Monday, May 24, 2010

Springtime in Manhattan

During the second week of May, Bryant Park in mid-town displayed an installation/prformance piece, Walk the Walk, by Kate Gilmore, chosen and supported by the Public Art Fund. Unfortunately, I missed seeing it in person but my friend Frank Moscatelli did and provided me with this beautiful photograph.



The work consists of a cube the size of a cubicle-size office, painted yellow, on the top of which six women in fluttering yellow dresses walk randomly but intently. The vivid yellow recalls the first spring blossoms -- forsythia, crocus, and daffodil, and the stereometric box of such height as to force us to look up at the women echoes the office buildings around the park, while the lush foliage of the plane trees in contrast harmonize with the moving human bodies.

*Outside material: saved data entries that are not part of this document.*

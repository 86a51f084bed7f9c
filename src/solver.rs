//! Least-cost capacity and activity tables from an LP solve.
//!
//! The problem is small: one capacity and one activity variable per (region,
//! technology, year), a demand-balance equality per (region, year) and an availability
//! limit tying activity to installed capacity. If the solver does not return an optimal
//! solution the caller falls back to the heuristic allocation in [`crate::dispatch`].
use crate::costs::{HOURS_PER_YEAR, capital_recovery_factor, learning_adjusted_capital_cost};
use crate::dispatch::{allocate_generation, renewable_target_share};
use crate::model::Model;
use crate::region::RegionID;
use crate::technology::TechnologyID;
use anyhow::{Context, Result, ensure};
use highs::{HighsModelStatus, RowProblem as Problem, Sense};
use indexmap::IndexMap;

/// The inputs to a solve: the model plus the energy to serve per (region, year)
pub struct SolveInputs<'a> {
    /// The loaded model
    pub model: &'a Model,
    /// Energy demand in MWh, keyed by (region, year)
    pub demand: IndexMap<(RegionID, u32), f64>,
}

/// Installed capacity for one (region, technology, year)
#[derive(Debug, Clone, PartialEq)]
pub struct CapacityEntry {
    /// The region the capacity serves
    pub region_id: RegionID,
    /// The technology installed
    pub technology_id: TechnologyID,
    /// The year of the entry
    pub year: u32,
    /// Installed capacity in MW
    pub capacity: f64,
}

/// Generation for one (region, technology, year)
#[derive(Debug, Clone, PartialEq)]
pub struct ActivityEntry {
    /// The region the generation serves
    pub region_id: RegionID,
    /// The generating technology
    pub technology_id: TechnologyID,
    /// The year of the entry
    pub year: u32,
    /// Generation in MWh
    pub activity: f64,
}

/// The capacity and activity tables produced by a solve or by the fallback
pub struct SolvedTables {
    /// Total annualised system cost
    pub objective: f64,
    /// Installed capacity per (region, technology, year)
    pub capacity: Vec<CapacityEntry>,
    /// Generation per (region, technology, year)
    pub activity: Vec<ActivityEntry>,
    /// Whether the tables came from the heuristic fallback rather than the solver
    pub is_fallback: bool,
}

/// One (capacity, activity) column pair and its position in the solution array
struct SolveVariable {
    region_id: RegionID,
    technology_id: TechnologyID,
    year: u32,
    capacity_index: usize,
    activity_index: usize,
    capacity_cost: f64,
    activity_cost: f64,
}

/// Solve for the least-cost capacity and activity tables.
///
/// Returns an error if the solver terminates with any status other than optimal;
/// callers should fall back to [`fallback_tables`] in that case.
pub fn solve(inputs: &SolveInputs) -> Result<SolvedTables> {
    let model = inputs.model;
    let start_year = model.start_year();
    let mut problem = Problem::default();

    // One (capacity, activity) column pair per (region, technology, year). Columns come
    // back from the solver in insertion order, so record each pair's index along with
    // its cost coefficients to recover the tables and the objective.
    let mut variables = Vec::new();
    let mut next_index = 0;
    for ((region_id, year), &demand) in &inputs.demand {
        ensure!(
            demand.is_finite() && demand >= 0.0,
            "Demand for ({region_id}, {year}) must be finite and non-negative"
        );

        let mut balance = Vec::new();
        for (technology_id, technology) in &model.technologies {
            let capital_cost = learning_adjusted_capital_cost(technology, *year, start_year);
            let crf = capital_recovery_factor(technology.lifetime, model.discount_rate);
            let capacity_cost = capital_cost * crf + technology.fixed_operating_cost;
            let activity_cost = technology.variable_operating_cost + technology.fuel_cost;

            let capacity = problem.add_column(capacity_cost, 0.0..);
            let activity = problem.add_column(activity_cost, 0.0..);
            variables.push(SolveVariable {
                region_id: region_id.clone(),
                technology_id: technology_id.clone(),
                year: *year,
                capacity_index: next_index,
                activity_index: next_index + 1,
                capacity_cost,
                activity_cost,
            });
            next_index += 2;

            // Activity cannot exceed what the capacity can produce over the year
            problem.add_row(
                ..=0.0,
                [
                    (activity, 1.0),
                    (capacity, -technology.capacity_factor * HOURS_PER_YEAR),
                ],
            );
            balance.push((activity, 1.0));
        }

        problem.add_row(demand..=demand, balance);
    }

    let solution = problem.optimise(Sense::Minimise).solve();
    match solution.status() {
        HighsModelStatus::Optimal => (),
        status => anyhow::bail!("Could not find optimal result for problem. Status: {status:?}"),
    }

    let solution = solution.get_solution();
    let columns = solution.columns();
    let mut objective = 0.0;
    let mut capacity_table = Vec::with_capacity(variables.len());
    let mut activity_table = Vec::with_capacity(variables.len());
    for variable in variables {
        let capacity_value = columns[variable.capacity_index];
        let activity_value = columns[variable.activity_index];
        objective +=
            variable.capacity_cost * capacity_value + variable.activity_cost * activity_value;

        capacity_table.push(CapacityEntry {
            region_id: variable.region_id.clone(),
            technology_id: variable.technology_id.clone(),
            year: variable.year,
            capacity: capacity_value,
        });
        activity_table.push(ActivityEntry {
            region_id: variable.region_id,
            technology_id: variable.technology_id,
            year: variable.year,
            activity: activity_value,
        });
    }

    Ok(SolvedTables {
        objective,
        capacity: capacity_table,
        activity: activity_table,
        is_fallback: false,
    })
}

/// Build capacity and activity tables from the heuristic allocation rules.
///
/// Each region's demand is split with [`allocate_generation`] and the capacity sized to
/// produce that energy at the technology's capacity factor. A technology with zero
/// capacity factor gets zero capacity rather than a division fault.
pub fn fallback_tables(
    model: &Model,
    demand: &IndexMap<(RegionID, u32), f64>,
) -> Result<SolvedTables> {
    let start_year = model.start_year();
    let mut objective = 0.0;
    let mut capacity_table = Vec::new();
    let mut activity_table = Vec::new();

    for ((region_id, year), &region_demand) in demand {
        let target_share = renewable_target_share(&model.renewable_targets, *year);
        let mix = allocate_generation(&model.technologies, model.variant, region_demand, target_share)
            .with_context(|| format!("Fallback allocation failed for ({region_id}, {year})"))?;

        for (technology_id, generation) in mix {
            let technology = &model.technologies[&technology_id];
            let annual_energy = technology.capacity_factor * HOURS_PER_YEAR;
            let capacity = if annual_energy > 0.0 {
                generation / annual_energy
            } else {
                0.0
            };

            let capital_cost = learning_adjusted_capital_cost(technology, *year, start_year);
            let crf = capital_recovery_factor(technology.lifetime, model.discount_rate);
            objective += capacity * (capital_cost * crf + technology.fixed_operating_cost)
                + generation * (technology.variable_operating_cost + technology.fuel_cost);

            capacity_table.push(CapacityEntry {
                region_id: region_id.clone(),
                technology_id: technology_id.clone(),
                year: *year,
                capacity,
            });
            activity_table.push(ActivityEntry {
                region_id: region_id.clone(),
                technology_id,
                year: *year,
                activity: generation,
            });
        }
    }

    Ok(SolvedTables {
        objective,
        capacity: capacity_table,
        activity: activity_table,
        is_fallback: true,
    })
}
//! Synthetic hourly demand and renewable-availability profiles.
//!
//! Profiles are generated from an explicitly seeded random number generator so that runs
//! are reproducible: generating twice with the same seed and configuration yields
//! bit-identical output. Demand profiles cover every (region, year) pair in the planning
//! horizon; renewable profiles are generated once and reused for all years.
use crate::region::{DemandShape, Region, RegionID, RegionMap};
use indexmap::IndexMap;
use rand::Rng;
use rand::rngs::StdRng;
use rand::SeedableRng;

/// The number of hourly values in each daily profile
pub const HOURS_PER_DAY: usize = 24;

/// Hourly demand values in MW, keyed by (region, year).
///
/// Invariant: every (region, year) pair passed to the generator has exactly
/// [`HOURS_PER_DAY`] entries.
#[derive(Debug, Clone, PartialEq)]
pub struct DemandProfile(IndexMap<(RegionID, u32), [f64; HOURS_PER_DAY]>);

impl DemandProfile {
    /// Get the hourly demand values for the given region and year, if present
    pub fn get(&self, region_id: &RegionID, year: u32) -> Option<&[f64; HOURS_PER_DAY]> {
        self.0.get(&(region_id.clone(), year))
    }

    /// Iterate over all (region, year) entries in generation order
    pub fn iter(&self) -> impl Iterator<Item = (&(RegionID, u32), &[f64; HOURS_PER_DAY])> {
        self.0.iter()
    }
}

/// Hourly availability factors for the variable renewable technologies.
///
/// Values are fractions of nameplate capacity: wind is clamped to [0.05, 0.8] and solar
/// to [0, 0.9], with solar fixed at zero outside daylight hours.
#[derive(Debug, Clone, PartialEq)]
pub struct RenewableProfile {
    /// Hourly wind availability factors
    pub wind: [f64; HOURS_PER_DAY],
    /// Hourly solar availability factors
    pub solar: [f64; HOURS_PER_DAY],
}

impl RenewableProfile {
    /// Mean wind availability over the day (the realised capacity factor)
    pub fn wind_capacity_factor(&self) -> f64 {
        self.wind.iter().sum::<f64>() / HOURS_PER_DAY as f64
    }

    /// Mean solar availability over the day (the realised capacity factor)
    pub fn solar_capacity_factor(&self) -> f64 {
        self.solar.iter().sum::<f64>() / HOURS_PER_DAY as f64
    }
}

/// Draw a sample from a normal distribution via the Box-Muller transform
fn sample_normal(rng: &mut StdRng, mean: f64, std_dev: f64) -> f64 {
    let u1: f64 = rng.gen_range(f64::MIN_POSITIVE..1.0);
    let u2: f64 = rng.gen_range(0.0..1.0);
    let standard = (-2.0 * u1.ln()).sqrt() * (2.0 * std::f64::consts::PI * u2).cos();
    mean + std_dev * standard
}

/// The hourly demand multiplier for a region, floored at the region's demand floor
fn demand_multiplier(rng: &mut StdRng, region: &Region, hour: usize) -> f64 {
    let multiplier = match region.shape {
        DemandShape::Flat => sample_normal(rng, 1.0, 0.05),
        DemandShape::Peaked => match hour {
            6..=9 => sample_normal(rng, 1.4, 0.1),   // morning peak
            17..=21 => sample_normal(rng, 1.6, 0.1), // evening peak
            22..=23 | 0..=5 => sample_normal(rng, 0.6, 0.05), // night
            _ => sample_normal(rng, 1.0, 0.1),
        },
    };

    multiplier.max(region.demand_floor)
}

/// Generate the demand profile for every (region, year) pair.
///
/// The base demand level grows geometrically with `growth_rate` from the first year of
/// `years`, less each region's annual efficiency decline; the hourly value is the base
/// times a random shape multiplier (see [`demand_multiplier`]).
///
/// # Arguments
///
/// * `regions` - The demand regions
/// * `years` - The planning years, ascending; the first is the base year
/// * `growth_rate` - Annual demand growth rate
/// * `seed` - Seed for the generation pass
pub fn generate_demand_profile(
    regions: &RegionMap,
    years: &[u32],
    growth_rate: f64,
    seed: u64,
) -> DemandProfile {
    let mut rng = StdRng::seed_from_u64(seed);
    let start_year = years.first().copied().unwrap_or_default();

    let mut profile = IndexMap::new();
    for (region_id, region) in regions {
        for &year in years {
            let elapsed = (year - start_year) as f64;
            let growth = (1.0 + growth_rate).powf(elapsed);
            let efficiency = 1.0 - region.efficiency_decline * elapsed;
            let base = region.base_demand * growth * efficiency;

            let mut hours = [0.0; HOURS_PER_DAY];
            for (hour, value) in hours.iter_mut().enumerate() {
                *value = base * demand_multiplier(&mut rng, region, hour);
            }
            profile.insert((region_id.clone(), year), hours);
        }
    }

    DemandProfile(profile)
}

/// Generate the hourly wind and solar availability profile.
///
/// Wind is higher at night; solar follows a parabolic daylight curve peaking at noon.
/// The profile is time-invariant across years.
pub fn generate_renewable_profile(seed: u64) -> RenewableProfile {
    let mut rng = StdRng::seed_from_u64(seed);

    let mut wind = [0.0; HOURS_PER_DAY];
    for (hour, value) in wind.iter_mut().enumerate() {
        let base = if hour <= 6 || hour >= 20 { 0.4 } else { 0.25 };
        let factor = base * (1.0 + sample_normal(&mut rng, 0.0, 0.3));
        *value = factor.clamp(0.05, 0.8);
    }

    let mut solar = [0.0; HOURS_PER_DAY];
    for (hour, value) in solar.iter_mut().enumerate() {
        *value = if (6..=18).contains(&hour) {
            let sun_angle = 1.0 - (hour as f64 - 12.0).abs() / 6.0;
            let factor = 0.8 * sun_angle.powi(2) * (1.0 + sample_normal(&mut rng, 0.0, 0.2));
            factor.clamp(0.0, 0.9)
        } else {
            0.0
        };
    }

    RenewableProfile { wind, solar }
}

Simple as it is in form, the work is rich in its layered images, all pertinent to Manhattanites who daily negotiate in cramped spaces at home and at work, and wade between crowding bodies in their commutes no less than in stores and theaters and sidewalks, especially the emblematic Times Square, where gawking tourists intermingle uncomfortably with the locals who stride on in a hurry, whether purposefully or aimlessly. The box allows people to step in and experience the metropolitan claustrophobia with the clicking of heels overhead magnified to loud clangs.

The most intriguing reference is Giacometti's City Square, now in MoMA, where the spindly figures crisscross without exchanging glances in their anonymous urban existence. But spring comes regardless, always worthy of celebration.